### TASK STATEMENT
This task calls for copying every line in the data below that contains the word "serde".
····················
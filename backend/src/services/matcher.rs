//! Identity matching from an asset's type signature to a catalog collection.
//!
//! Collections are referenced through loosely maintained keys (a canonical type
//! path and a legacy package id), so matching is a ranked rule table: every
//! rule is tried against the whole catalog before the next, weaker rule.

use serde::{Deserialize, Serialize};

use crate::models::CollectionRef;

/// One row of the matching table, strongest first.
#[derive(Debug, Clone, Copy, PartialEq, Eq, PartialOrd, Ord, Hash, Serialize, Deserialize)]
#[serde(rename_all = "snake_case")]
pub enum MatchRule {
    /// `type_signature == canonical_type_path`
    CanonicalPath,
    /// `type_signature == package_id`
    PackageId,
    /// `type_signature` contains `package_id`, or the reverse for truncated signatures
    PackageContainment,
}

impl MatchRule {
    /// Evaluation order.
    pub const PRECEDENCE: [MatchRule; 3] = [
        MatchRule::CanonicalPath,
        MatchRule::PackageId,
        MatchRule::PackageContainment,
    ];

    /// Whether this rule alone accepts `collection` for `type_signature`.
    ///
    /// Empty keys never match.
    pub fn accepts(self, type_signature: &str, collection: &CollectionRef) -> bool {
        if type_signature.is_empty() {
            return false;
        }
        match self {
            MatchRule::CanonicalPath => non_empty(&collection.canonical_type_path)
                .is_some_and(|path| path == type_signature),
            MatchRule::PackageId => {
                non_empty(&collection.package_id).is_some_and(|pkg| pkg == type_signature)
            }
            MatchRule::PackageContainment => non_empty(&collection.package_id)
                .is_some_and(|pkg| type_signature.contains(pkg) || pkg.contains(type_signature)),
        }
    }
}

fn non_empty(key: &Option<String>) -> Option<&str> {
    key.as_deref().filter(|k| !k.is_empty())
}

/// A resolved collection together with the rule that found it.
#[derive(Debug, Clone, Copy, PartialEq, Eq)]
pub struct CollectionMatch<'a> {
    pub collection: &'a CollectionRef,
    pub rule: MatchRule,
}

/// Resolve `type_signature` against `collections`; first hit in precedence order wins.
pub fn match_collection<'a>(
    type_signature: &str,
    collections: &'a [CollectionRef],
) -> Option<CollectionMatch<'a>> {
    MatchRule::PRECEDENCE.iter().find_map(|&rule| {
        collections
            .iter()
            .find(|collection| rule.accepts(type_signature, collection))
            .map(|collection| CollectionMatch { collection, rule })
    })
}

#[cfg(test)]
mod tests {
    use super::*;

    fn catalog() -> Vec<CollectionRef> {
        vec![
            CollectionRef::new("legacy", "Legacy Badges").with_package_id("0xabc"),
            CollectionRef::new("canonical", "Badges")
                .with_canonical_type_path("0xabc::badge::Badge")
                .with_package_id("0xabc::badge::Badge"),
            CollectionRef::new("tickets", "Tickets").with_package_id("0xdef::ticket::Ticket"),
        ]
    }

    #[test]
    fn test_canonical_path_beats_earlier_containment() {
        let collections = catalog();
        let hit = match_collection("0xabc::badge::Badge", &collections).unwrap();
        assert_eq!(hit.collection.id.as_str(), "canonical");
        assert_eq!(hit.rule, MatchRule::CanonicalPath);
    }

    #[test]
    fn test_exact_package_id() {
        let collections = catalog();
        let hit = match_collection("0xdef::ticket::Ticket", &collections).unwrap();
        assert_eq!(hit.collection.id.as_str(), "tickets");
        assert_eq!(hit.rule, MatchRule::PackageId);
    }

    #[test]
    fn test_package_id_exact_beats_containment() {
        let collections = vec![
            CollectionRef::new("broad", "Broad").with_package_id("0xabc"),
            CollectionRef::new("exact", "Exact").with_package_id("0xabc::Foo"),
        ];
        let hit = match_collection("0xabc::Foo", &collections).unwrap();
        assert_eq!(hit.collection.id.as_str(), "exact");
        assert_eq!(hit.rule, MatchRule::PackageId);
    }

    #[test]
    fn test_legacy_suffix_containment() {
        let collections = catalog();
        let hit = match_collection("0xabc::old_badge::Badge", &collections).unwrap();
        assert_eq!(hit.collection.id.as_str(), "legacy");
        assert_eq!(hit.rule, MatchRule::PackageContainment);
    }

    #[test]
    fn test_truncated_signature_containment() {
        let collections = catalog();
        let hit = match_collection("0xdef::ticket", &collections).unwrap();
        assert_eq!(hit.collection.id.as_str(), "tickets");
        assert_eq!(hit.rule, MatchRule::PackageContainment);
    }

    #[test]
    fn test_no_match() {
        let collections = catalog();
        assert!(match_collection("0x999::other::Thing", &collections).is_none());
        assert!(match_collection("0x999::other::Thing", &[]).is_none());
    }

    #[test]
    fn test_empty_keys_never_match() {
        let collections = vec![CollectionRef::new("blank", "Blank")
            .with_package_id("")
            .with_canonical_type_path("")];
        assert!(match_collection("0xabc::Foo", &collections).is_none());
        assert!(match_collection("", &catalog()).is_none());
    }

    #[test]
    fn test_canonical_path_is_not_used_for_containment() {
        let collections =
            vec![CollectionRef::new("c", "C").with_canonical_type_path("0xabc::badge::Badge")];
        assert!(match_collection("0xabc::badge", &collections).is_none());
    }
}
····················
### TASK RESULT
use serde::{Deserialize, Serialize};
#[serde(rename_all = "snake_case")]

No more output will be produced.